Secretary of Energy
- In office July 2, 2015 – June 30, 2016 Acting from May 1–July 1, 2015
- President: Benigno Aquino III
- Preceded by: Jericho Petilla
- Succeeded by: Alfonso Cusi

Personal details
- Born: Zenaida Y. Monsada Ormoc, Leyte
- Alma mater: University of San Carlos University of the Philippines Diliman Development Academy of the Philippines
- Profession: Chemist

= Zenaida Monsada =

Filipino chemist and cabinet member

Zenaida Y. Monsada is a Filipino chemist who served as first woman Secretary of Department of Energy from July 2015 until July 2016. Prior to being appointed as Energy Secretary she served as DOE Officer-in-charge from May–July 2015. While serving as OIC, she was also the undersecretary for four bureaus of the Department of Energy, Electric Power Industry Management Bureau, Energy Resources Development Bureau, Oil Industry Management Bureau, and the Renewable Energy Management Bureau.

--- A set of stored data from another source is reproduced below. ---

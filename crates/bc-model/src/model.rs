//! Whole-plant evaluation pipeline.

use bc_core::constants::{KJ_PER_MJ, SECONDS_PER_HOUR};
use bc_core::{positive_part, ratio_or_zero};

use crate::inputs::PlantInputs;
use crate::results::PlantResults;
use crate::{brayton, gas_yield, rankine};

/// Model revision baked into analysis fingerprints.
pub const MODEL_VERSION: &str = env!("CARGO_PKG_VERSION");

/// Evaluate the plant at one operating point.
///
/// Total over all finite inputs: degenerate denominators resolve to 0.0
/// efficiencies instead of NaN/Inf, and negative net work clamps out of
/// the combined figures. Callers are expected to keep inputs inside
/// [`inputs::domain`](crate::inputs::domain); nothing here checks that.
pub fn evaluate(inputs: &PlantInputs) -> PlantResults {
    // Stage 1: one feed stream, split once, routed to both cycles.
    let dry_mass_kg_s = inputs.biomass_flow_kg_s * (1.0 - inputs.moisture_fraction);
    let moisture_mass_kg_s = inputs.biomass_flow_kg_s * inputs.moisture_fraction;

    let lhv_kj_kg = inputs.lhv_mj_kg * KJ_PER_MJ;
    let q_in_brayton_kw = dry_mass_kg_s * lhv_kj_kg;

    // Stages 2 and 3: the cycles are thermodynamically independent.
    let gas_side = brayton::evaluate(
        dry_mass_kg_s,
        inputs.pressure_ratio,
        inputs.compressor_efficiency,
        inputs.turbine_efficiency,
        inputs.turbine_inlet_temp_k,
    );
    let steam_side = rankine::evaluate(
        moisture_mass_kg_s,
        inputs.boiler_pressure_mpa,
        inputs.boiler_temperature_c,
        inputs.condenser_pressure_mpa,
        inputs.turbine_efficiency,
    );

    // Stage 4: combined-cycle aggregation. The heat sources stay separate
    // up to here and only merge for the overall efficiency figure. Gross
    // Rankine turbine work enters the aggregate; the pump debit shows up
    // in rankine_power_kw below.
    let total_input_kw = q_in_brayton_kw + steam_side.q_in_kw;
    let useful_work_kw =
        positive_part(gas_side.w_net_kw) + positive_part(steam_side.w_turbine_kw);
    let eta_combined = ratio_or_zero(useful_work_kw, total_input_kw);

    // Stage 5: residual accounting.
    let losses_kw = total_input_kw - useful_work_kw;

    // Stage 6: byproduct correlations, coupled through eta_combined.
    let yields = gas_yield::evaluate(
        inputs.pressure_ratio,
        inputs.turbine_inlet_temp_k,
        eta_combined,
    );

    let brayton_power_kw = positive_part(gas_side.w_net_kw);
    let rankine_power_kw = positive_part(steam_side.w_turbine_kw - steam_side.w_pump_kw);
    let total_power_kw = brayton_power_kw + rankine_power_kw;

    // Stage 7: fuel back-calculation recovers the dry feed by construction.
    let fuel_kg_s = ratio_or_zero(q_in_brayton_kw, lhv_kj_kg);
    let fuel_consumption_kg_hr = fuel_kg_s * SECONDS_PER_HOUR;

    PlantResults {
        dry_mass_kg_s,
        moisture_mass_kg_s,
        t1_k: gas_side.t1_k,
        t2_k: gas_side.t2_k,
        t3_k: gas_side.t3_k,
        t4_k: gas_side.t4_k,
        p1_mpa: gas_side.p1_mpa,
        p2_mpa: gas_side.p2_mpa,
        h1_kj_kg: steam_side.h1_kj_kg,
        h2_kj_kg: steam_side.h2_kj_kg,
        h3_kj_kg: steam_side.h3_kj_kg,
        h4_kj_kg: steam_side.h4_kj_kg,
        q_in_brayton_kw,
        q_in_rankine_kw: steam_side.q_in_kw,
        w_compressor_kw: gas_side.w_compressor_kw,
        w_turbine_brayton_kw: gas_side.w_turbine_kw,
        w_turbine_rankine_kw: steam_side.w_turbine_kw,
        w_pump_kw: steam_side.w_pump_kw,
        w_net_brayton_kw: gas_side.w_net_kw,
        eta_brayton: gas_side.efficiency,
        eta_rankine: steam_side.efficiency,
        eta_combined,
        brayton_power_kw,
        rankine_power_kw,
        total_power_kw,
        useful_work_kw,
        losses_kw,
        fuel_consumption_kg_hr,
        gas_a_kg_hr: yields.gas_a_kg_hr,
        gas_b_kg_hr: yields.gas_b_kg_hr,
        methane_kg_hr: yields.methane_kg_hr,
        htc_heating_kj: yields.htc_heating_kj,
        inputs: *inputs,
    }
}

#[cfg(test)]
mod tests {
    use super::*;
    use bc_core::{Tolerances, nearly_equal};

    #[test]
    fn repeated_evaluation_is_bit_identical() {
        let inputs = PlantInputs::default();
        let a = evaluate(&inputs);
        let b = evaluate(&inputs);
        assert_eq!(a, b);
    }

    #[test]
    fn feed_split_is_conservative() {
        let inputs = PlantInputs {
            moisture_fraction: 0.37,
            ..PlantInputs::default()
        };
        let results = evaluate(&inputs);
        assert!(nearly_equal(
            results.dry_mass_kg_s + results.moisture_mass_kg_s,
            inputs.biomass_flow_kg_s,
            Tolerances::default(),
        ));
    }

    #[test]
    fn power_totals_are_sums_of_clamped_parts() {
        let results = evaluate(&PlantInputs::default());
        assert_eq!(
            results.total_power_kw,
            results.brayton_power_kw + results.rankine_power_kw
        );
        assert!(results.brayton_power_kw >= 0.0);
        assert!(results.rankine_power_kw >= 0.0);
    }

    #[test]
    fn losses_close_the_energy_balance() {
        let results = evaluate(&PlantInputs::default());
        let total_in = results.q_in_brayton_kw + results.q_in_rankine_kw;
        assert_eq!(results.losses_kw, total_in - results.useful_work_kw);
    }
}
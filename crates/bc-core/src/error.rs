use thiserror::Error;

pub type BcResult<T> = Result<T, BcError>;

#[derive(Error, Debug)]
pub enum BcError {
    #[error("Non-finite numeric value for {what}: {value}")]
    NonFinite { what: &'static str, value: f64 },

    #[error("Invalid argument: {what}")]
    InvalidArg { what: &'static str },
}
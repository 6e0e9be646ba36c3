use crate::BcError;

/// Floating point type used throughout system
pub type Real = f64;

/// One tolerance for everything
#[derive(Clone, Copy, Debug)]
pub struct Tolerances {
    pub abs: Real,
    pub rel: Real,
}

impl Default for Tolerances {
    fn default() -> Self {
        Self {
            abs: 1e-12,
            rel: 1e-9,
        }
    }
}

pub fn nearly_equal(a: Real, b: Real, tol: Tolerances) -> bool {
    let diff = (a - b).abs();
    if diff <= tol.abs {
        return true;
    }
    diff <= tol.rel * a.abs().max(b.abs())
}

pub fn ensure_finite(v: Real, what: &'static str) -> Result<Real, BcError> {
    if v.is_finite() {
        Ok(v)
    } else {
        Err(BcError::NonFinite { what, value: v })
    }
}

/// Guarded ratio: `num / den` when the denominator is strictly positive,
/// 0.0 otherwise. The guard is on sign only; a vanishingly small positive
/// denominator still divides and can overflow.
pub fn ratio_or_zero(num: Real, den: Real) -> Real {
    if den > 0.0 { num / den } else { 0.0 }
}

/// max(0, v): negative work contributions clamp to zero.
pub fn positive_part(v: Real) -> Real {
    v.max(0.0)
}
//! Parametric sweep execution.
//!
//! Sweeps re-evaluate the plant model across a range of one input while
//! holding the rest of the base case fixed. Points are evaluated in
//! parallel; the model is pure, so order never matters.

use bc_core::numeric::{Tolerances, ensure_finite, nearly_equal};
use bc_model::{PlantInputs, PlantResults, evaluate};
use rayon::prelude::*;
use serde::{Deserialize, Serialize};
use tracing::debug;

use crate::error::{AppError, AppResult};

/// Input field selected for sweeping.
#[derive(Debug, Clone, Copy, PartialEq, Eq, Serialize, Deserialize)]
#[serde(rename_all = "snake_case")]
pub enum SweepParameter {
    BiomassFlowKgS,
    MoistureFraction,
    LhvMjKg,
    BoilerPressureMpa,
    BoilerTemperatureC,
    CondenserPressureMpa,
    TurbineEfficiency,
    PressureRatio,
    CompressorEfficiency,
    TurbineInletTempK,
}

impl SweepParameter {
    pub const ALL: [SweepParameter; 10] = [
        SweepParameter::BiomassFlowKgS,
        SweepParameter::MoistureFraction,
        SweepParameter::LhvMjKg,
        SweepParameter::BoilerPressureMpa,
        SweepParameter::BoilerTemperatureC,
        SweepParameter::CondenserPressureMpa,
        SweepParameter::TurbineEfficiency,
        SweepParameter::PressureRatio,
        SweepParameter::CompressorEfficiency,
        SweepParameter::TurbineInletTempK,
    ];

    pub fn as_str(&self) -> &'static str {
        match self {
            Self::BiomassFlowKgS => "biomass_flow_kg_s",
            Self::MoistureFraction => "moisture_fraction",
            Self::LhvMjKg => "lhv_mj_kg",
            Self::BoilerPressureMpa => "boiler_pressure_mpa",
            Self::BoilerTemperatureC => "boiler_temperature_c",
            Self::CondenserPressureMpa => "condenser_pressure_mpa",
            Self::TurbineEfficiency => "turbine_efficiency",
            Self::PressureRatio => "pressure_ratio",
            Self::CompressorEfficiency => "compressor_efficiency",
            Self::TurbineInletTempK => "turbine_inlet_temp_k",
        }
    }

    pub fn parse(name: &str) -> Option<SweepParameter> {
        Self::ALL.iter().copied().find(|p| p.as_str() == name)
    }

    /// Copy of `base` with this parameter set to `value`.
    pub fn apply(&self, base: &PlantInputs, value: f64) -> PlantInputs {
        let mut inputs = *base;
        match self {
            Self::BiomassFlowKgS => inputs.biomass_flow_kg_s = value,
            Self::MoistureFraction => inputs.moisture_fraction = value,
            Self::LhvMjKg => inputs.lhv_mj_kg = value,
            Self::BoilerPressureMpa => inputs.boiler_pressure_mpa = value,
            Self::BoilerTemperatureC => inputs.boiler_temperature_c = value,
            Self::CondenserPressureMpa => inputs.condenser_pressure_mpa = value,
            Self::TurbineEfficiency => inputs.turbine_efficiency = value,
            Self::PressureRatio => inputs.pressure_ratio = value,
            Self::CompressorEfficiency => inputs.compressor_efficiency = value,
            Self::TurbineInletTempK => inputs.turbine_inlet_temp_k = value,
        }
        inputs
    }
}

/// Spacing of sweep points.
#[derive(Debug, Clone, Copy, PartialEq, Eq, Serialize, Deserialize)]
pub enum SweepSpacing {
    /// Uniformly spaced points
    Linear,
    /// Logarithmically spaced points
    Logarithmic,
}

/// Request for a parametric sweep around a base operating point.
#[derive(Debug, Clone)]
pub struct SweepRequest {
    pub base: PlantInputs,
    pub parameter: SweepParameter,
    pub spacing: SweepSpacing,
    pub start: f64,
    pub end: f64,
    pub points: usize,
}

/// One evaluated sweep: `values[i]` produced `results[i]`.
#[derive(Debug, Clone)]
pub struct SweepSeries {
    pub parameter: SweepParameter,
    pub values: Vec<f64>,
    pub results: Vec<PlantResults>,
}

/// Generate the sweep axis and evaluate every point.
pub fn run_sweep(request: &SweepRequest) -> AppResult<SweepSeries> {
    let values = sweep_axis(request)?;

    debug!(
        "Sweeping {} over [{}, {}] with {} points",
        request.parameter.as_str(),
        request.start,
        request.end,
        values.len()
    );

    let results: Vec<PlantResults> = values
        .par_iter()
        .map(|&value| evaluate(&request.parameter.apply(&request.base, value)))
        .collect();

    Ok(SweepSeries {
        parameter: request.parameter,
        values,
        results,
    })
}

fn sweep_axis(request: &SweepRequest) -> AppResult<Vec<f64>> {
    if request.points < 2 {
        return Err(AppError::InvalidSweep {
            message: "Sweep must have at least 2 points".to_string(),
        });
    }

    ensure_finite(request.start, "sweep start").map_err(|e| AppError::InvalidSweep {
        message: e.to_string(),
    })?;
    ensure_finite(request.end, "sweep end").map_err(|e| AppError::InvalidSweep {
        message: e.to_string(),
    })?;

    if nearly_equal(request.start, request.end, Tolerances::default()) {
        return Err(AppError::InvalidSweep {
            message: "Start and end values must be different".to_string(),
        });
    }

    let axis = match request.spacing {
        SweepSpacing::Linear => linear_axis(request.start, request.end, request.points),
        SweepSpacing::Logarithmic => logarithmic_axis(request.start, request.end, request.points),
    };

    Ok(axis)
}

fn linear_axis(start: f64, end: f64, points: usize) -> Vec<f64> {
    let mut axis = Vec::with_capacity(points);
    let delta = (end - start) / (points - 1) as f64;

    for i in 0..points {
        axis.push(start + i as f64 * delta);
    }

    // Ensure exact endpoint
    axis[points - 1] = end;
    axis
}

fn logarithmic_axis(start: f64, end: f64, points: usize) -> Vec<f64> {
    // Both bounds must be positive on a log axis
    if start <= 0.0 || end <= 0.0 {
        return linear_axis(start, end, points);
    }

    let mut axis = Vec::with_capacity(points);
    let log_start = start.ln();
    let log_end = end.ln();
    let log_delta = (log_end - log_start) / (points - 1) as f64;

    for i in 0..points {
        axis.push((log_start + i as f64 * log_delta).exp());
    }

    // Ensure exact endpoint
    axis[points - 1] = end;
    axis
}

#[cfg(test)]
mod tests {
    use super::*;

    fn request(spacing: SweepSpacing, start: f64, end: f64, points: usize) -> SweepRequest {
        SweepRequest {
            base: PlantInputs::default(),
            parameter: SweepParameter::PressureRatio,
            spacing,
            start,
            end,
            points,
        }
    }

    #[test]
    fn linear_sweep_hits_exact_endpoints() {
        let series = run_sweep(&request(SweepSpacing::Linear, 4.0, 12.0, 5)).unwrap();
        assert_eq!(series.values.len(), 5);
        assert_eq!(series.values[0], 4.0);
        assert_eq!(series.values[4], 12.0);
        assert!((series.values[2] - 8.0).abs() < 1e-9);
        assert_eq!(series.results.len(), 5);
    }

    #[test]
    fn logarithmic_sweep_places_geometric_midpoint() {
        let series = run_sweep(&request(SweepSpacing::Logarithmic, 2.0, 18.0, 3)).unwrap();
        let expected_mid = (2.0f64 * 18.0).sqrt();
        assert!((series.values[1] - expected_mid).abs() / expected_mid < 1e-9);
        assert_eq!(series.values[2], 18.0);
    }

    #[test]
    fn logarithmic_sweep_falls_back_for_non_positive_bounds() {
        let mut req = request(SweepSpacing::Logarithmic, 0.0, 1.0, 3);
        req.parameter = SweepParameter::MoistureFraction;
        let series = run_sweep(&req).unwrap();
        assert_eq!(series.values, vec![0.0, 0.5, 1.0]);
    }

    #[test]
    fn rejects_degenerate_requests() {
        assert!(run_sweep(&request(SweepSpacing::Linear, 4.0, 12.0, 1)).is_err());
        assert!(run_sweep(&request(SweepSpacing::Linear, 4.0, 4.0, 5)).is_err());
        assert!(run_sweep(&request(SweepSpacing::Linear, f64::NAN, 4.0, 5)).is_err());
    }

    #[test]
    fn swept_parameter_lands_in_each_result() {
        let series = run_sweep(&request(SweepSpacing::Linear, 4.0, 12.0, 5)).unwrap();
        for (value, results) in series.values.iter().zip(&series.results) {
            assert_eq!(results.inputs.pressure_ratio, *value);
        }
    }

    #[test]
    fn parameter_names_roundtrip() {
        for parameter in SweepParameter::ALL {
            assert_eq!(SweepParameter::parse(parameter.as_str()), Some(parameter));
        }
        assert_eq!(SweepParameter::parse("unknown"), None);
    }
}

== Early life and education ==
Monsada is the eldest of 12 children of public servants from Ormoc, Leyte. She is a graduate of Bachelor of Science in Chemistry from the University of San Carlos in Cebu City. She earned units in Master of Science in Chemistry from University of the Philippines Diliman and Master in Public Management from the Development Academy of the Philippines. She also had professional studies in Petroleum Management at the Arthur D. Little Management Education Institute in Boston, United States, and the Norwegian Petroleum Directorate in Stavanger, Norway.

== Career ==
Monsada started working as chemistry lab assistant at the University of San Carlos. She then worked as chemist for a special project of the Bureau of Mines under Department of Environment and Natural Resources. After that she worked as acting division chief of the Technical Assistance Division of the Bureau of Energy Utilization under the Department of Energy (DOE). She also worked as assistant branch chief of the Energy Regulatory Board and as director of the Energy Industry Administration Bureau of DOE. She led the setting up of national petroleum testing laboratory at the Energy department and the setup of mobile monitoring and testing facility.

After the resignation of then Energy Secretary Jericho Petilla, she was appointed as officer-in-charge of the department, until her formal appointment as the Secretary of Energy. While serving as OIC she was also the undersecretary for four bureaus of the Department of Energy, Electric Power Industry Management Bureau, Energy Resources Development Bureau, Oil Industry Management Bureau, and the Renewable Energy Management Bureau. She was formally appointed as Secretary on October 23, 2015 by then President Benigno Aquino III.